**Data provided:**
══════════════════════════════

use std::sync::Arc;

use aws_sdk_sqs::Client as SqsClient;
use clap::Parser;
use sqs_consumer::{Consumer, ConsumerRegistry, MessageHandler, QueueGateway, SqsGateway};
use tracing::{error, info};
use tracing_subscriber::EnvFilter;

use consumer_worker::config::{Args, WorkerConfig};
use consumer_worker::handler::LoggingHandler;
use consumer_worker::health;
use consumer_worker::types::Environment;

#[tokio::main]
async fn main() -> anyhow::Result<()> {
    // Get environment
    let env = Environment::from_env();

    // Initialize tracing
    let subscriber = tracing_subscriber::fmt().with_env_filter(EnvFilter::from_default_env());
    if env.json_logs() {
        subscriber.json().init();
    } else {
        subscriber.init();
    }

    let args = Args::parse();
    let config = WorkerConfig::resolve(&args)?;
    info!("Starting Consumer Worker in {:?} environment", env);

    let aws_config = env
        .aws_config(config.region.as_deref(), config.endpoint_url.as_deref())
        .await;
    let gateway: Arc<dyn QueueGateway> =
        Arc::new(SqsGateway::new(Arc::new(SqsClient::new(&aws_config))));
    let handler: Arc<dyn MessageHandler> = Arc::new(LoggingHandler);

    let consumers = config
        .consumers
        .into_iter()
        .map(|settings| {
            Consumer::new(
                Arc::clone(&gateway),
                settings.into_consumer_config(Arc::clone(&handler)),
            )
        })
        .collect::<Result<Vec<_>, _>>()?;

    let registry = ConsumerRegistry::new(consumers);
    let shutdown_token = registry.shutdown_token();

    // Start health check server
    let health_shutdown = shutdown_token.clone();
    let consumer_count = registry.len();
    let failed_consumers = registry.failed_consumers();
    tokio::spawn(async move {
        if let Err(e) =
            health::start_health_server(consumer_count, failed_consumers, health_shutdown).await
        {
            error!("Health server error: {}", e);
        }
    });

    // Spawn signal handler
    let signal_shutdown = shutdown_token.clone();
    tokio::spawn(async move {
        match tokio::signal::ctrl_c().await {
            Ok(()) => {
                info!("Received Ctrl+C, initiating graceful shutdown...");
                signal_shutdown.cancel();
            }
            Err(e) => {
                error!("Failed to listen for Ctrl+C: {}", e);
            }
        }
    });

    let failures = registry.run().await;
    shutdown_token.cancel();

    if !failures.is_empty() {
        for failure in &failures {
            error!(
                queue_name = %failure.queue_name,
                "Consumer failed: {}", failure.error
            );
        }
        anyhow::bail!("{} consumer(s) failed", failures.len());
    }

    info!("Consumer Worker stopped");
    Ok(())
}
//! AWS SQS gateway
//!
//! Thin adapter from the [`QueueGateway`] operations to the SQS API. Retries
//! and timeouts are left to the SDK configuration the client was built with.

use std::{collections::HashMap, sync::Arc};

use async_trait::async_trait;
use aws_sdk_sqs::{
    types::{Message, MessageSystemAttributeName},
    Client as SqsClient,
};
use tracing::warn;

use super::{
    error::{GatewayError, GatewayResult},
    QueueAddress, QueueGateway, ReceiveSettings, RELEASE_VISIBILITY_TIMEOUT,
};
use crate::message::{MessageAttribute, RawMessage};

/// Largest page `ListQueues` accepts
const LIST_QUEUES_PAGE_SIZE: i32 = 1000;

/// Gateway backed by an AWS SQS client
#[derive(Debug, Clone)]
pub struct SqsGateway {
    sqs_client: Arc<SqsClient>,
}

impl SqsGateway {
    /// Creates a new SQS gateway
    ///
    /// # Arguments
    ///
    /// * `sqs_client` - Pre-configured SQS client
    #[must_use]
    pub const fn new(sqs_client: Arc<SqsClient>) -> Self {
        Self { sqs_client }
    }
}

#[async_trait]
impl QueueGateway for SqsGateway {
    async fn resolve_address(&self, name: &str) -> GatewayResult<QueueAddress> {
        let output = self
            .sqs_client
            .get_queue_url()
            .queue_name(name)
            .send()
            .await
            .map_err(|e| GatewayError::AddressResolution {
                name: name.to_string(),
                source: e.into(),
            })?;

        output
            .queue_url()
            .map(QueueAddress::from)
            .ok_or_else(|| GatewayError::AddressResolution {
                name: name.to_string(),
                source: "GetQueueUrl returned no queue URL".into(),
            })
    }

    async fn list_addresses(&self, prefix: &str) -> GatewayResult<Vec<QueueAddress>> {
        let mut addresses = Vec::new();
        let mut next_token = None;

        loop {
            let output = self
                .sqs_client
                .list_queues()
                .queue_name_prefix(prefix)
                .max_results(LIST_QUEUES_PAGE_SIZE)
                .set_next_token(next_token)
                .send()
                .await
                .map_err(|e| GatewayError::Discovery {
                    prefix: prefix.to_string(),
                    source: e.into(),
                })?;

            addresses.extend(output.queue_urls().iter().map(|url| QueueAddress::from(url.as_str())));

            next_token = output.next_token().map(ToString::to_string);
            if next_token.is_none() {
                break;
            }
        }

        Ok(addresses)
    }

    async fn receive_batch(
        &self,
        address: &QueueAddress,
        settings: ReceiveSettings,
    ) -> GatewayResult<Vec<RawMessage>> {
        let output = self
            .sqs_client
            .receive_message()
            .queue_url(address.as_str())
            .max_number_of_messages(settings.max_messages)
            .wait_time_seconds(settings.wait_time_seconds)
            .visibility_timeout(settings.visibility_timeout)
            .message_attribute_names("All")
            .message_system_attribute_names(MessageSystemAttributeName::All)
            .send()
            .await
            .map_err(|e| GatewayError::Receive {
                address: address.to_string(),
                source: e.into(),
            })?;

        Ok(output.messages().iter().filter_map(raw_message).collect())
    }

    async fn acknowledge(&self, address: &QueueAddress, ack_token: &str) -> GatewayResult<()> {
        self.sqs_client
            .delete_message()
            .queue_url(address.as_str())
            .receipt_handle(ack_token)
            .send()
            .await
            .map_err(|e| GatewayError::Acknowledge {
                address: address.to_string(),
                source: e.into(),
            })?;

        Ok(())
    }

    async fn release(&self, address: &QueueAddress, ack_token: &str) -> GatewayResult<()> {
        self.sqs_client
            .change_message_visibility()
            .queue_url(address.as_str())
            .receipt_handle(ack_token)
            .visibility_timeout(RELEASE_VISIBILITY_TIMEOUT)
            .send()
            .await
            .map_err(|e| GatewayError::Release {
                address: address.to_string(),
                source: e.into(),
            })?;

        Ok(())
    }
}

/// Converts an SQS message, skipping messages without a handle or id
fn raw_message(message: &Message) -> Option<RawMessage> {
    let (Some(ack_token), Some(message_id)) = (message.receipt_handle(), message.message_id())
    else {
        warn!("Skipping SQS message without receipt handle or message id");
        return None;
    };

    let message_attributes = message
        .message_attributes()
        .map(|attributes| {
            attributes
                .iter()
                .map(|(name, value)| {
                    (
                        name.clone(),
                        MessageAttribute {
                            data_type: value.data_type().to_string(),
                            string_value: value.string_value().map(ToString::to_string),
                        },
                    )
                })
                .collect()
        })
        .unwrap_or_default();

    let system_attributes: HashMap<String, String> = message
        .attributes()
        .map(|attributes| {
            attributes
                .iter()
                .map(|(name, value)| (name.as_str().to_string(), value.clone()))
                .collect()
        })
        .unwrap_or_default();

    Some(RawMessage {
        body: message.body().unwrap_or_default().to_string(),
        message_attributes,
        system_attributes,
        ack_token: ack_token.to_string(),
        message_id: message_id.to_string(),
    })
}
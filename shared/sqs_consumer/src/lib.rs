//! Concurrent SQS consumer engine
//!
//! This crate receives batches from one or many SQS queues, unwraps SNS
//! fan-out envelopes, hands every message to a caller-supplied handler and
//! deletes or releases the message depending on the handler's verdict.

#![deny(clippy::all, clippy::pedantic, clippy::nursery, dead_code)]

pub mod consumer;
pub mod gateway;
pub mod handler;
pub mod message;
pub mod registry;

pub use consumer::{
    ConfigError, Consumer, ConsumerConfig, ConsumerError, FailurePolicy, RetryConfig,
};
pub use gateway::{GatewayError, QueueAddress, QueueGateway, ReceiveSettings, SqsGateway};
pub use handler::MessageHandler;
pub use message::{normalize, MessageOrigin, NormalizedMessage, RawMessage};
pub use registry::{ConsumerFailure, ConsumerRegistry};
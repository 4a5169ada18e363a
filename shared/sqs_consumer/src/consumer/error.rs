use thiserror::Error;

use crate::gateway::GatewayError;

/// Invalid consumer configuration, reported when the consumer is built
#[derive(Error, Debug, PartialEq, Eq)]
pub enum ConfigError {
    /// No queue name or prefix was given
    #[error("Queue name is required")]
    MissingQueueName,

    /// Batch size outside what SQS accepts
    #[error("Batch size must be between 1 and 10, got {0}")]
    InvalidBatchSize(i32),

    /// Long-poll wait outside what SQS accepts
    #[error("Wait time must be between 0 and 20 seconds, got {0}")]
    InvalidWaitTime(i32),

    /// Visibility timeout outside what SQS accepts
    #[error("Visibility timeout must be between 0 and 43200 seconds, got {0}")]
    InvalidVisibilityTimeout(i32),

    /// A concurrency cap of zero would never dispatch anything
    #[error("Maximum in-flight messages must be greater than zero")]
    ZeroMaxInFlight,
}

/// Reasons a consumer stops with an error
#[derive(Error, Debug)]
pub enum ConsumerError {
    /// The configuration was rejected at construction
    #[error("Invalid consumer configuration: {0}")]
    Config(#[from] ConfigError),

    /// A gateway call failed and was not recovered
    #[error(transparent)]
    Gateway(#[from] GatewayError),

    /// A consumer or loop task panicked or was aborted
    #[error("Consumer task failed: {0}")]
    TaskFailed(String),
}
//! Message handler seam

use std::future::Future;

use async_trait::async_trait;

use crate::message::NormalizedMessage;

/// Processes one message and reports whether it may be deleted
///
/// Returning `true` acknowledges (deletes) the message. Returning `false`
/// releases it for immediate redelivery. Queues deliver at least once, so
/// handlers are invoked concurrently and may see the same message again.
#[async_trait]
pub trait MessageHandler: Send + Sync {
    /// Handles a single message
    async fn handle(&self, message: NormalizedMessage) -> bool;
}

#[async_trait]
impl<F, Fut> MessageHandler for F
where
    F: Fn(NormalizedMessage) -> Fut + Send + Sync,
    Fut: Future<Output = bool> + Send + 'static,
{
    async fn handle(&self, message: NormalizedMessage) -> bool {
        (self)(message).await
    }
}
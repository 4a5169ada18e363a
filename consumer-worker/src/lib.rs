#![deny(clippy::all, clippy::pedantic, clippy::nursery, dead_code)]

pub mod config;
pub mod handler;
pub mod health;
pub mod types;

══════════════════════════════

Set down, word for word, each line from the top of the records above through the line with "let aws_config = env".

use std::sync::Arc;

use aws_sdk_sqs::Client as SqsClient;
use clap::Parser;
use sqs_consumer::{Consumer, ConsumerRegistry, MessageHandler, QueueGateway, SqsGateway};
use tracing::{error, info};
use tracing_subscriber::EnvFilter;

use consumer_worker::config::{Args, WorkerConfig};
use consumer_worker::handler::LoggingHandler;
use consumer_worker::health;
use consumer_worker::types::Environment;

#[tokio::main]
async fn main() -> anyhow::Result<()> {
    // Get environment
    let env = Environment::from_env();

    // Initialize tracing
    let subscriber = tracing_subscriber::fmt().with_env_filter(EnvFilter::from_default_env());
    if env.json_logs() {
        subscriber.json().init();
    } else {
        subscriber.init();
    }

    let args = Args::parse();
    let config = WorkerConfig::resolve(&args)?;
    info!("Starting Consumer Worker in {:?} environment", env);

    let aws_config = env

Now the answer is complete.